**WHAT THIS TASK INVOLVES**
Through the line that contains "let v = match", return the data below exactly, starting at its first line; leave the rest out.

————

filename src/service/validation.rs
//! Request validation from catalog rules and column kinds.

use crate::config::{ColumnInfo, ColumnKind, ResolvedEntity, ValidationRule};
use crate::error::AppError;
use serde_json::Value;
use std::collections::HashMap;

pub struct RequestValidator;

impl RequestValidator {
    /// Validate body against per-column rules. All required fields must be present.
    pub fn validate(entity: &ResolvedEntity, body: &HashMap<String, Value>) -> Result<(), AppError> {
        // Stable order so the first reported problem does not depend on hashing.
        for c in &entity.columns {
            let Some(rule) = entity.validation.get(&c.name) else { continue };
            let val = body.get(&c.name);
            if rule.required == Some(true) && val.map_or(true, Value::is_null) {
                return Err(AppError::Validation(format!("{} is required", c.name)));
            }
            if let Some(v) = val {
                validate_field(c, v, rule)?;
            }
        }
        Ok(())
    }

    /// Validate only the fields present in body (for PUT). Required is not enforced for missing fields.
    pub fn validate_partial(entity: &ResolvedEntity, body: &HashMap<String, Value>) -> Result<(), AppError> {
        for c in &entity.columns {
            let (Some(rule), Some(v)) = (entity.validation.get(&c.name), body.get(&c.name)) else {
                continue;
            };
            validate_field(c, v, rule)?;
        }
        Ok(())
    }

    /// Keep only columns the caller may write: unknown keys and generated keys are dropped.
    /// Timestamps with an offset are rewritten as naive UTC; unparseable ones are left for `validate`.
    pub fn writable_fields(entity: &ResolvedEntity, body: HashMap<String, Value>) -> HashMap<String, Value> {
        body.into_iter()
            .filter_map(|(k, v)| {
                let c = entity.column(&k)?;
                if c.is_pk && entity.pk_serial {
                    return None;
                }
                let v = match (&c.kind, v.as_str().and_then(parse_timestamp)) {
                    (ColumnKind::Timestamp, Some(ts)) => Value::String(format_timestamp(&ts)),
                    _ => v,
                };
                Some((k, v))
            })
            .collect()
    }
}

fn validate_field(c: &ColumnInfo, v: &Value, rule: &ValidationRule) -> Result<(), AppError> {
    let col = c.name.as_str();
    if v.is_null() {
        if !c.nullable {
            return Err(AppError::Validation(format!("{} may not be null", col)));
        }
        return Ok(());
    }
    check_kind(c, v)?;
    if let Some(max) = rule.max_length {
        if let Some(s) = v.as_str() {
            if s.chars().count() > max as usize {
                return Err(AppError::Validation(format!(
                    "{} must be at most {} characters",
                    col, max
                )));
            }
        }
    }
    if let Some(min) = rule.min_length {
        if let Some(s) = v.as_str() {
            if s.chars().count() < min as usize {
                return Err(AppError::Validation(format!(
                    "{} must be at least {} characters",
                    col, min
                )));
            }
        }
    }
    if let Some(ref allowed) = rule.allowed {
        if !allowed.iter().any(|a| a == v) {
            let names: Vec<&str> = allowed.iter().filter_map(Value::as_str).collect();
            return Err(AppError::Validation(format!(
                "{} must be one of: {}",
                col,
                names.join(", ")
            )));
        }
    }
    if let Some(min) = rule.minimum {
        if let Some(n) = v.as_f64() {
            if n < min {
                return Err(AppError::Validation(format!("{} must be at least {}", col, min)));
            }
        }
    }
    if let Some(max) = rule.maximum {
        if let Some(n) = v.as_f64() {
            if n > max {
                return Err(AppError::Validation(format!("{} must be at most {}", col, max)));
            }
        }
    }
    Ok(())
}

fn check_kind(c: &ColumnInfo, v: &Value) -> Result<(), AppError> {
    let ok = match c.kind {
        ColumnKind::Integer => v.as_i64().map_or(false, |n| i32::try_from(n).is_ok()),
        ColumnKind::Boolean => v.is_boolean(),
        ColumnKind::Text | ColumnKind::Enum => v.is_string(),
        ColumnKind::Timestamp => v.as_str().map_or(false, |s| parse_timestamp(s).is_some()),
    };
    if ok {
        Ok(())
    } else {
        let expected = match c.kind {
            ColumnKind::Integer => "an integer",
            ColumnKind::Boolean => "a boolean",
            ColumnKind::Text | ColumnKind::Enum => "a string",
            ColumnKind::Timestamp => "an ISO 8601 timestamp",
        };
        Err(AppError::Validation(format!("{} must be {}", c.name, expected)))
    }
}

/// Accepts `2024-05-01T12:00:00`, with fractional seconds, a space separator, or an RFC 3339 offset
/// (converted to UTC).
pub fn parse_timestamp(s: &str) -> Option<chrono::NaiveDateTime> {
    if let Ok(dt) = chrono::DateTime::parse_from_rfc3339(s) {
        return Some(dt.naive_utc());
    }
    ["%Y-%m-%dT%H:%M:%S%.f", "%Y-%m-%d %H:%M:%S%.f"]
        .iter()
        .find_map(|fmt| chrono::NaiveDateTime::parse_from_str(s, fmt).ok())
}

pub fn format_timestamp(ts: &chrono::NaiveDateTime) -> String {
    ts.format("%Y-%m-%dT%H:%M:%S%.f").to_string()
}

/// Coerce a query-string value to the JSON shape of the column so it binds with the right type.
pub fn coerce_query_value(c: &ColumnInfo, raw: &str) -> Result<Value, AppError> {
    match c.kind {
        ColumnKind::Integer => {
            let n = raw
                .parse::<i64>()
                .map_err(|_| AppError::BadRequest(format!("{} must be an integer", c.name)))?;
            i32::try_from(n)
                .map(Value::from)
                .map_err(|_| AppError::BadRequest(format!("{} is out of range", c.name)))
        }
        ColumnKind::Boolean => parse_bool(raw)
            .map(Value::Bool)
            .ok_or_else(|| AppError::BadRequest(format!("{} must be true or false", c.name))),
        ColumnKind::Timestamp => parse_timestamp(raw)
            .map(|ts| Value::String(format_timestamp(&ts)))
            .ok_or_else(|| AppError::BadRequest(format!("{} must be an ISO 8601 timestamp", c.name))),
        ColumnKind::Text | ColumnKind::Enum => Ok(Value::String(raw.to_string())),
    }
}

pub fn parse_bool(raw: &str) -> Option<bool> {
    match raw.to_ascii_lowercase().as_str() {
        "true" | "1" | "yes" | "on" => Some(true),
        "false" | "0" | "no" | "off" => Some(false),
        _ => None,
    }
}

#[cfg(test)]
mod tests {
    use super::*;
    use crate::config::{load_embedded, resolve, ResolvedModel};
    use serde_json::json;

    fn model() -> ResolvedModel {
        resolve(&load_embedded().unwrap()).unwrap()
    }

    fn body(v: Value) -> HashMap<String, Value> {
        serde_json::from_value(v).unwrap()
    }

    fn message(r: Result<(), AppError>) -> String {
        match r {
            Err(AppError::Validation(m)) => m,
            other => panic!("expected validation error, got {:?}", other),
        }
    }

    #[test]
    fn accepts_complete_enemy() {
        let m = model();
        let enemies = m.entity_by_path("enemies").unwrap();
        let b = body(json!({"character_id": 1, "hp": 10, "attack": 2, "defense": 0}));
        assert!(RequestValidator::validate(enemies, &b).is_ok());
    }

    #[test]
    fn rejects_missing_required_field() {
        let m = model();
        let chapters = m.entity_by_path("chapters").unwrap();
        let b = body(json!({"name": "Lineland"}));
        assert_eq!(message(RequestValidator::validate(chapters, &b)), "world_number is required");
    }

    #[test]
    fn rejects_check_violations() {
        let m = model();
        let enemies = m.entity_by_path("enemies").unwrap();
        let b = body(json!({"character_id": 1, "hp": 0, "attack": 2, "defense": 1}));
        assert_eq!(message(RequestValidator::validate(enemies, &b)), "hp must be at least 1");
        let b = body(json!({"card_score": -5}));
        assert!(RequestValidator::validate_partial(enemies, &b).is_err());
    }

    #[test]
    fn rejects_wrong_types() {
        let m = model();
        let items = m.entity_by_path("items").unwrap();
        let b = body(json!({"name": "Shroom", "is_key_item": "yes"}));
        assert_eq!(message(RequestValidator::validate(items, &b)), "is_key_item must be a boolean");
        let b = body(json!({"name": 5}));
        assert_eq!(message(RequestValidator::validate_partial(items, &b)), "name must be a string");
    }

    #[test]
    fn rejects_over_long_strings() {
        let m = model();
        let pixls = m.entity_by_path("pixls").unwrap();
        let b = body(json!({"name": "x".repeat(51)}));
        assert_eq!(
            message(RequestValidator::validate(pixls, &b)),
            "name must be at most 50 characters"
        );
    }

    #[test]
    fn rejects_unknown_enum_value() {
        let m = model();
        let blocks = m.entity_by_path("blocks").unwrap();
        let b = body(json!({"location_id": 1, "block_type": "golden"}));
        assert!(message(RequestValidator::validate(blocks, &b)).starts_with("block_type must be one of"));
    }

    #[test]
    fn partial_update_rejects_null_for_required_column() {
        let m = model();
        let characters = m.entity_by_path("characters").unwrap();
        let b = body(json!({"name": null}));
        assert_eq!(
            message(RequestValidator::validate_partial(characters, &b)),
            "name may not be null"
        );
        let b = body(json!({"description": null}));
        assert!(RequestValidator::validate_partial(characters, &b).is_ok());
    }

    #[test]
    fn writable_fields_drop_serial_keys_and_unknown_keys() {
        let m = model();
        let characters = m.entity_by_path("characters").unwrap();
        let b = RequestValidator::writable_fields(
            characters,
            body(json!({"character_id": 9, "name": "Mario", "favourite_colour": "red"})),
        );
        assert_eq!(b.len(), 1);
        assert!(b.contains_key("name"));

        let playable = m.entity_by_path("playable-characters").unwrap();
        let b = RequestValidator::writable_fields(playable, body(json!({"character_id": 1})));
        assert!(b.contains_key("character_id"));
    }

    #[test]
    fn timestamps_accept_common_shapes() {
        assert!(parse_timestamp("2024-05-01T12:00:00").is_some());
        assert!(parse_timestamp("2024-05-01 12:00:00.25").is_some());
        assert!(parse_timestamp("2024-05-01T12:00:00+02:00").is_some());
        assert!(parse_timestamp("yesterday").is_none());
    }

    #[test]
    fn query_values_are_coerced_by_kind() {
        let m = model();
        let items = m.entity_by_path("items").unwrap();
        let key = items.column("is_key_item").unwrap();
        assert_eq!(coerce_query_value(key, "true").unwrap(), json!(true));
        assert!(coerce_query_value(key, "maybe").is_err());
        let id = items.column("item_id").unwrap();
        assert_eq!(coerce_query_value(id, "12").unwrap(), json!(12));
    }

    #[test]
    fn offset_timestamps_are_written_as_utc() {
        let m = model();
        let effects = m.entity_by_path("character-status-effects").unwrap();
        let b = RequestValidator::writable_fields(
            effects,
            body(json!({"character_id": 1, "status_id": 2, "expires_at": "2024-05-01T12:00:00+02:00"})),
        );
        assert_eq!(b["expires_at"], json!("2024-05-01T10:00:00"));
        let b = RequestValidator::writable_fields(effects, body(json!({"expires_at": "2024-05-01 08:30:00.5"})));
        assert_eq!(b["expires_at"], json!("2024-05-01T08:30:00.500"));
        let b = RequestValidator::writable_fields(effects, body(json!({"expires_at": "tomorrow"})));
        assert!(RequestValidator::validate_partial(effects, &b).is_err());
    }

    #[test]
    fn query_values_are_normalized_and_range_checked() {
        let m = model();
        let effects = m.entity_by_path("character-status-effects").unwrap();
        let expires = effects.column("expires_at").unwrap();
        assert_eq!(
            coerce_query_value(expires, "2024-05-01T00:30:00-01:00").unwrap(),
            json!("2024-05-01T01:30:00")
        );
        let id = effects.column("character_id").unwrap();
        assert!(matches!(coerce_query_value(id, "99999999999"), Err(AppError::BadRequest(_))));
    }
}
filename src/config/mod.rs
pub mod types;
pub mod loader;
pub mod validator;
pub mod resolved;

pub use types::*;
pub use loader::*;
pub use validator::*;
pub use resolved::*;
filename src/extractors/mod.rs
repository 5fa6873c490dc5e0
//! Request extractors whose rejections use the JSON error body.

mod json;
mod query;

pub use json::ApiJson;
pub use query::ListQuery;

/// Path segment of the catalog entity a route was registered for.
#[derive(Clone, Debug)]
pub struct EntityKey(pub String);
//! Process settings read from the environment (and `.env` when present).

use crate::error::ConfigError;
use std::net::SocketAddr;
use std::str::FromStr;

pub const DEFAULT_DATABASE_URL: &str = "postgres://localhost/flipside";
pub const DEFAULT_BODY_LIMIT_BYTES: usize = 1024 * 1024;

#[derive(Clone, Debug, PartialEq)]
pub struct Settings {
    pub database_url: String,
    pub host: String,
    pub port: u16,
    pub db_max_connections: u32,
    pub body_limit_bytes: usize,
    /// Apply the catalog DDL at startup.
    pub run_migrations: bool,
}

impl Default for Settings {
    fn default() -> Self {
        Self {
            database_url: DEFAULT_DATABASE_URL.into(),
            host: "127.0.0.1".into(),
            port: 8000,
            db_max_connections: 5,
            body_limit_bytes: DEFAULT_BODY_LIMIT_BYTES,
            run_migrations: true,
        }
    }
}

impl Settings {
    /// Load `.env` (if any) then read the process environment.
    pub fn from_env() -> Result<Self, ConfigError> {
        dotenvy::dotenv().ok();
        Self::from_lookup(|key| std::env::var(key).ok())
    }

    /// Build from any key lookup; unset or empty keys fall back to defaults.
    pub fn from_lookup<F>(lookup: F) -> Result<Self, ConfigError>
    where
        F: Fn(&str) -> Option<String>,
    {
        let get = |key: &str| lookup(key).map(|v| v.trim().to_string()).filter(|v| !v.is_empty());
        let defaults = Settings::default();
        Ok(Settings {
            database_url: get("DATABASE_URL").unwrap_or(defaults.database_url),
            host: get("APP_HOST").unwrap_or(defaults.host),
            port: parse_or("APP_PORT", get("APP_PORT"), defaults.port)?,
            db_max_connections: parse_or("DB_MAX_CONNECTIONS", get("DB_MAX_CONNECTIONS"), defaults.db_max_connections)?,
            body_limit_bytes: parse_or("BODY_LIMIT_BYTES", get("BODY_LIMIT_BYTES"), defaults.body_limit_bytes)?,
            run_migrations: match get("RUN_MIGRATIONS") {
                Some(v) => parse_flag("RUN_MIGRATIONS", &v)?,
                None => defaults.run_migrations,
            },
        })
    }

    pub fn bind_addr(&self) -> Result<SocketAddr, ConfigError> {
        format!("{}:{}", self.host, self.port)
            .parse()
            .map_err(|e| ConfigError::Settings(format!("APP_HOST/APP_PORT: {}", e)))
    }
}

fn parse_or<T: FromStr>(key: &str, raw: Option<String>, default: T) -> Result<T, ConfigError>
where
    T::Err: std::fmt::Display,
{
    match raw {
        Some(v) => v
            .parse()
            .map_err(|e| ConfigError::Settings(format!("{}='{}': {}", key, v, e))),
        None => Ok(default),
    }
}

fn parse_flag(key: &str, raw: &str) -> Result<bool, ConfigError> {
    match raw.to_ascii_lowercase().as_str() {
        "1" | "true" | "yes" | "on" => Ok(true),
        "0" | "false" | "no" | "off" => Ok(false),
        _ => Err(ConfigError::Settings(format!("{}='{}': expected a boolean", key, raw))),
    }
}

#[cfg(test)]
mod tests {
    use super::*;
    use std::collections::HashMap;

    fn from_pairs(pairs: &[(&str, &str)]) -> Result<Settings, ConfigError> {
        let map: HashMap<String, String> = pairs.iter().map(|(k, v)| (k.to_string(), v.to_string())).collect();
        Settings::from_lookup(|k| map.get(k).cloned())
    }

    #[test]
    fn empty_environment_gives_defaults() {
        assert_eq!(from_pairs(&[]).unwrap(), Settings::default());
    }

    #[test]
    fn reads_every_key() {
        let s = from_pairs(&[
            ("DATABASE_URL", "postgres://db/flip"),
            ("APP_HOST", "0.0.0.0"),
            ("APP_PORT", "9000"),
            ("DB_MAX_CONNECTIONS", "12"),
            ("BODY_LIMIT_BYTES", "2048"),
            ("RUN_MIGRATIONS", "off"),
        ])
        .unwrap();
        assert_eq!(s.database_url, "postgres://db/flip");
        assert_eq!(s.bind_addr().unwrap().to_string(), "0.0.0.0:9000");
        assert_eq!(s.db_max_connections, 12);
        assert_eq!(s.body_limit_bytes, 2048);
        assert!(!s.run_migrations);
    }

    #[test]
    fn bad_numbers_and_flags_are_errors() {
        assert!(matches!(from_pairs(&[("APP_PORT", "eighty")]), Err(ConfigError::Settings(_))));
        assert!(matches!(from_pairs(&[("RUN_MIGRATIONS", "maybe")]), Err(ConfigError::Settings(_))));
    }

    #[test]
    fn blank_values_fall_back() {
        let s = from_pairs(&[("APP_PORT", "  ")]).unwrap();
        assert_eq!(s.port, 8000);
    }
}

————

**ANSWER TO THIS PROBLEM**
filename src/service/validation.rs
//! Request validation from catalog rules and column kinds.

use crate::config::{ColumnInfo, ColumnKind, ResolvedEntity, ValidationRule};
use crate::error::AppError;
use serde_json::Value;
use std::collections::HashMap;

pub struct RequestValidator;

impl RequestValidator {
    /// Validate body against per-column rules. All required fields must be present.
    pub fn validate(entity: &ResolvedEntity, body: &HashMap<String, Value>) -> Result<(), AppError> {
        // Stable order so the first reported problem does not depend on hashing.
        for c in &entity.columns {
            let Some(rule) = entity.validation.get(&c.name) else { continue };
            let val = body.get(&c.name);
            if rule.required == Some(true) && val.map_or(true, Value::is_null) {
                return Err(AppError::Validation(format!("{} is required", c.name)));
            }
            if let Some(v) = val {
                validate_field(c, v, rule)?;
            }
        }
        Ok(())
    }

    /// Validate only the fields present in body (for PUT). Required is not enforced for missing fields.
    pub fn validate_partial(entity: &ResolvedEntity, body: &HashMap<String, Value>) -> Result<(), AppError> {
        for c in &entity.columns {
            let (Some(rule), Some(v)) = (entity.validation.get(&c.name), body.get(&c.name)) else {
                continue;
            };
            validate_field(c, v, rule)?;
        }
        Ok(())
    }

    /// Keep only columns the caller may write: unknown keys and generated keys are dropped.
    /// Timestamps with an offset are rewritten as naive UTC; unparseable ones are left for `validate`.
    pub fn writable_fields(entity: &ResolvedEntity, body: HashMap<String, Value>) -> HashMap<String, Value> {
        body.into_iter()
            .filter_map(|(k, v)| {
                let c = entity.column(&k)?;
                if c.is_pk && entity.pk_serial {
                    return None;
                }
                let v = match (&c.kind, v.as_str().and_then(parse_timestamp)) {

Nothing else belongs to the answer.